Available data:
----------------
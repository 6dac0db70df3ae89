use std::collections::HashMap;
use std::fmt;
use std::path::Path;
use std::sync::Arc;

use crate::Result;

/// Identifies one load: which source, and with which parameters
#[derive(Clone, Debug, PartialEq, Eq, Hash, PartialOrd, Ord)]
pub struct SourceKey {
    pub identity: String,
    pub params: String,
}

impl SourceKey {
    pub fn new(identity: impl Into<String>, params: impl Into<String>) -> Self {
        Self {
            identity: identity.into(),
            params: params.into(),
        }
    }

    /// A file read without parameters
    pub fn file(path: &Path) -> Self {
        Self::new(path.display().to_string(), "")
    }
}

impl fmt::Display for SourceKey {
    fn fmt(&self, f: &mut fmt::Formatter<'_>) -> fmt::Result {
        if self.params.is_empty() {
            f.write_str(&self.identity)
        } else {
            write!(f, "{}[{}]", self.identity, self.params)
        }
    }
}

/// Memoised loads, shared out as immutable `Arc`s.
///
/// A value is never modified once stored. Reloading goes through [`LoadCache::invalidate`] or
/// [`LoadCache::clear`], each of which bumps the generation so holders of an old value can tell
/// it was superseded.
#[derive(Debug)]
pub struct LoadCache<V> {
    entries: HashMap<SourceKey, Arc<V>>,
    generation: u64,
}

impl<V> Default for LoadCache<V> {
    fn default() -> Self {
        Self {
            entries: HashMap::new(),
            generation: 0,
        }
    }
}

impl<V> LoadCache<V> {
    pub fn new() -> Self {
        Self::default()
    }

    pub const fn generation(&self) -> u64 {
        self.generation
    }

    pub fn len(&self) -> usize {
        self.entries.len()
    }

    pub fn is_empty(&self) -> bool {
        self.entries.is_empty()
    }

    pub fn get(&self, key: &SourceKey) -> Option<Arc<V>> {
        self.entries.get(key).cloned()
    }

    /// Return the stored value for `key`, running `load` only on a miss.
    ///
    /// A failed load stores nothing, so the next call retries it.
    ///
    /// # Errors
    /// Propagates the error of `load`.
    pub fn get_or_load(&mut self, key: SourceKey, load: impl FnOnce() -> Result<V>) -> Result<Arc<V>> {
        if let Some(value) = self.entries.get(&key) {
            tracing::debug!(source = %key, "cache hit");
            return Ok(Arc::clone(value));
        }

        tracing::debug!(source = %key, "cache miss");
        let value = Arc::new(load()?);
        self.entries.insert(key, Arc::clone(&value));
        Ok(value)
    }

    /// Drop every entry loaded from `identity`, whatever its parameters
    pub fn invalidate(&mut self, identity: &str) -> usize {
        let before = self.entries.len();
        self.entries.retain(|key, _| key.identity != identity);
        let dropped = before - self.entries.len();
        if dropped > 0 {
            self.generation += 1;
            tracing::info!(source = identity, dropped, "invalidated cached loads");
        }
        dropped
    }

    pub fn clear(&mut self) {
        self.entries.clear();
        self.generation += 1;
    }
}

#[cfg(test)]
mod tests {
    use std::cell::Cell;
    use std::sync::Arc;

    use super::{LoadCache, SourceKey};
    use crate::Error;

    #[test]
    fn second_load_of_the_same_key_is_a_hit() {
        let mut cache = LoadCache::new();
        let loads = Cell::new(0);
        let load = || {
            loads.set(loads.get() + 1);
            Ok(vec![1, 2, 3])
        };

        let first = cache.get_or_load(SourceKey::new("bangu.csv", ""), load).unwrap();
        let second = cache.get_or_load(SourceKey::new("bangu.csv", ""), load).unwrap();

        assert_eq!(loads.get(), 1);
        assert!(Arc::ptr_eq(&first, &second));
    }

    #[test]
    fn parameters_are_part_of_the_key() {
        let mut cache = LoadCache::new();
        cache
            .get_or_load(SourceKey::new("sus", "330455"), || Ok(1))
            .unwrap();
        cache
            .get_or_load(SourceKey::new("sus", "330490"), || Ok(2))
            .unwrap();

        assert_eq!(cache.len(), 2);
        assert_eq!(*cache.get(&SourceKey::new("sus", "330490")).unwrap(), 2);
    }

    #[test]
    fn failed_loads_are_not_stored() {
        let mut cache: LoadCache<u32> = LoadCache::new();
        let key = SourceKey::new("missing.csv", "");

        let err = cache.get_or_load(key.clone(), || Err(Error::Config("boom".into())));
        assert!(err.is_err());
        assert!(cache.is_empty());

        assert_eq!(*cache.get_or_load(key, || Ok(7)).unwrap(), 7);
    }

    #[test]
    fn invalidation_reloads_and_leaves_old_values_intact() {
        let mut cache = LoadCache::new();
        let old = cache
            .get_or_load(SourceKey::new("tijuca.csv", ""), || Ok(String::from("old")))
            .unwrap();
        cache
            .get_or_load(SourceKey::new("centro.csv", ""), || Ok(String::from("kept")))
            .unwrap();

        assert_eq!(cache.invalidate("tijuca.csv"), 1);
        assert_eq!(cache.generation(), 1);
        assert_eq!(cache.invalidate("tijuca.csv"), 0);
        assert_eq!(cache.generation(), 1);

        let new = cache
            .get_or_load(SourceKey::new("tijuca.csv", ""), || Ok(String::from("new")))
            .unwrap();
        assert_eq!(old.as_str(), "old");
        assert_eq!(new.as_str(), "new");
        assert!(cache.get(&SourceKey::new("centro.csv", "")).is_some());

        cache.clear();
        assert!(cache.is_empty());
        assert_eq!(cache.generation(), 2);
    }
}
----------------
Scan the records above, then copy out each line that mentions "which".

/// Identifies one load: which source, and with which parameters
/// [`LoadCache::clear`], each of which bumps the generation so holders of an old value can tell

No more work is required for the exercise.